Every room is different on how subs sound, but for me the two front corners of the room was the worst place for them. The advantage of 2 subs is the increased options you'll have in finding the right place for them. It was no more trickier for me to set 2 subs up then it was for one.


----------



## Bob_99 (May 8, 2006)

Thanks Mike. Did you calibrate the system with both subs at once or one at a time?

Bob


----------



## salvasol (Oct 31, 2006)

Bob_99 said:


> ... Did you calibrate the system with both subs at once or one at a time? Bob


I have two small subs Velo VRP 1000 and Infinity TSS 750 Sub ... VRP is in the front right corner and the TSS is inside my riser (about 2' - 3' from left corner) :yes::yes:

When I calibrate the speakers, I always calibrate one at a time, and then measure the SPL together ...usually I get a reading 5-7 db higher when playing together ...


----------



## Mike P. (Apr 6, 2007)

Bob_99 said:


> Thanks Mike. Did you calibrate the system with both subs at once or one at a time?
> 
> Bob


I haven't yet. I'll be finishing up and adding 2 more subs in the next couple of weeks, at which time I'll do a calibration.


----------



## Sonnie (Apr 11, 2006)

When you equalize them... it will probably be much easier to equalize them all together. I have three and when I measure the response, I measure all three... when I adjust and filter with the BFD... all subs are filtered the same. 

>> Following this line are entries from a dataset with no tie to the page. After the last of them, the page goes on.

//! Stable top-k ranking over a catalog.

use std::cmp::Ordering;
use std::num::NonZeroUsize;

use drape_core::{ClothingItem, RankedItem, Ranker, Scorer, StyleVector};
use log::{debug, warn};

use crate::CompatibilityScorer;

/// Ranker that sorts a catalog by a pluggable [`Scorer`].
///
/// Sorting is stable, so items with equal scores keep their catalog order
/// and results are reproducible across runs. Non-finite scores are logged
/// and ranked last.
///
/// # Examples
/// ```
/// use std::num::NonZeroUsize;
/// use drape_core::{ClothingItem, Ranker, StyleVector};
/// use drape_ranker::CompatibilityRanker;
///
/// let catalog = vec![
///     ClothingItem::new("tee", 0.9, 0.1, 0.2, "Orange tee").unwrap(),
///     ClothingItem::new("blazer", 0.3, 0.9, 0.6, "Navy blazer").unwrap(),
/// ];
/// let target = StyleVector::new(0.3, 0.9, 0.6);
/// let ranker: CompatibilityRanker = CompatibilityRanker::default();
/// let ranked = ranker.rank(&catalog, &target, NonZeroUsize::MIN);
/// assert_eq!(ranked.len(), 1);
/// assert_eq!(ranked[0].item.id, "blazer");
/// ```
#[derive(Debug, Clone, Default)]
pub struct CompatibilityRanker<C = CompatibilityScorer>
where
    C: Scorer,
{
    scorer: C,
}

impl<C> CompatibilityRanker<C>
where
    C: Scorer,
{
    /// Construct a ranker around `scorer`.
    pub const fn new(scorer: C) -> Self {
        Self { scorer }
    }

    fn checked_score(&self, item: &ClothingItem, target: &StyleVector) -> f64 {
        let raw = self.scorer.score(item, target);
        if !raw.is_finite() {
            warn!(
                "scorer returned {raw} for item {}; ranking it last",
                item.id
            );
        }
        C::sanitise(raw)
    }
}

impl<C> Ranker for CompatibilityRanker<C>
where
    C: Scorer,
{
    fn rank(
        &self,
        catalog: &[ClothingItem],
        target: &StyleVector,
        k: NonZeroUsize,
    ) -> Vec<RankedItem> {
        let mut scored: Vec<(&ClothingItem, f64)> = catalog
            .iter()
            .map(|item| (item, self.checked_score(item, target)))
            .collect();
        // `sort_by` is stable: equal scores keep catalog order.
        scored.sort_by(|(_, left), (_, right)| {
            right.partial_cmp(left).unwrap_or(Ordering::Equal)
        });
        let ranked: Vec<RankedItem> = scored
            .into_iter()
            .take(k.get())
            .map(|(item, score)| RankedItem {
                item: item.clone(),
                score,
            })
            .collect();
        debug!(
            "ranked {} of {} catalog items (k = {k})",
            ranked.len(),
            catalog.len()
        );
        ranked
    }
}

/// Rank `catalog` against `target` with the default [`CompatibilityScorer`].
///
/// Returns `min(k, catalog.len())` entries in descending score order.
#[must_use]
pub fn rank(catalog: &[ClothingItem], target: &StyleVector, k: NonZeroUsize) -> Vec<RankedItem> {
    CompatibilityRanker::<CompatibilityScorer>::default().rank(catalog, target, k)
}
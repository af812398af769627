//! Test-only fixtures shared by unit, behaviour and property tests.

use crate::{ClothingItem, PhysiologicalSample, Scorer, StyleVector};

/// Build one sample per RMSSD value, one second apart, starting at zero.
///
/// Heart rate and HRV are fixed; only RMSSD drives stress calculations.
#[must_use]
pub fn samples_with_rmssd(values: &[f64]) -> Vec<PhysiologicalSample> {
    values
        .iter()
        .zip(0_u64..)
        .map(|(&rmssd, timestamp)| PhysiologicalSample::new(72.0, 50.0, rmssd, timestamp))
        .collect()
}

/// Construct a catalog item from components already known to be valid.
///
/// # Panics
/// Panics when a component lies outside `0.0..=1.0`.
#[must_use]
#[expect(clippy::expect_used, reason = "fixtures should fail fast")]
pub fn item(id: &str, color_score: f64, formality: f64, fabric_weight: f64) -> ClothingItem {
    ClothingItem::new(id, color_score, formality, fabric_weight, format!("{id} fixture"))
        .expect("fixture components must be in range")
}

/// A small catalog spanning casual to formal wear.
#[must_use]
pub fn sample_catalog() -> Vec<ClothingItem> {
    vec![
        item("linen-shirt", 0.7, 0.4, 0.2),
        item("wool-suit", 0.2, 1.0, 0.8),
        item("rain-shell", 0.5, 0.3, 0.5),
        item("graphic-tee", 0.9, 0.1, 0.2),
        item("cashmere-knit", 0.4, 0.6, 0.9),
    ]
}

/// Test `Scorer` returning the same value for every item.
#[derive(Debug, Copy, Clone, Default)]
pub struct ConstantScorer(pub f64);

impl Scorer for ConstantScorer {
    fn score(&self, _item: &ClothingItem, _target: &StyleVector) -> f64 {
        self.0
    }
}

/// Test `Scorer` that prefers items with a high colour score.
#[derive(Debug, Copy, Clone, Default)]
pub struct ColorScorer;

impl Scorer for ColorScorer {
    fn score(&self, item: &ClothingItem, _target: &StyleVector) -> f64 {
        item.color_score
    }
}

My room is 11.5' wide x 19.5' deep and I have symmetrical front corners. I get the same response with one sub in the front corner as I do with one in each front corner. No change at all. I had a huge trough in my response and no matter where I moved the subs in the front half of the room, nothing improved. It was not until I moved one of them to the rear and left one in the front that I measured a really good response that almost did not need equalizing. That's what gave me the idea to place both of my SVS subs in the front corners and build a separate sub for the back wall. Now my response is very good and I could really survive without any equalization, although I still level it out smooth.


----------



## jerome (Apr 24, 2007)

Sonnie has a good point here: if you're going for more than one sub then, in order to get the best frequency response, you may have to place one of them in a location which may seem odd at first.

It's very difficult to predict where you will have to place your subs. I have heard calibrated setups with several subs (SVS Plus/2 for instance) in large rooms that sounded incredibly good, impossible to locate the subs and the sound was terrific. When we tried to calibrate the same system (in the same room) with only one of them then we could hear that we were missing something and locating the sub was easy.

So if you have the money then go for two :T In my opinion, its better to have two relatively smaller subs than a huge one.


----------



## mike c (Apr 25, 2006)

first of all, you need real time measurements ... either REW or SMS-1.

then as much as possible, try to locate them at equal distances to you so when you set the distance on your receiver, all of them will be in sync. phase is a tricky thing, you definitely need REW for this.

I would think finding the right location should be done one at a time if possible. but, equalize them all at the same time.


----------



## Bob_99 (May 8, 2006)

Thanks everyone for the responses. They pretty much confirm my thoughts about really finding the optimal spot for the second sub rather than just putting it in the other corner. I'll have to double check my layout to see if I can find another spot to place a sub and then convince my wife why there's a second huge box sitting in the room. I have a feeling though that I may end up with just one unit. Maybe it's time to reconsider the IB project again.

Thanks again and an enjoyable holiday to all.

Bob


----------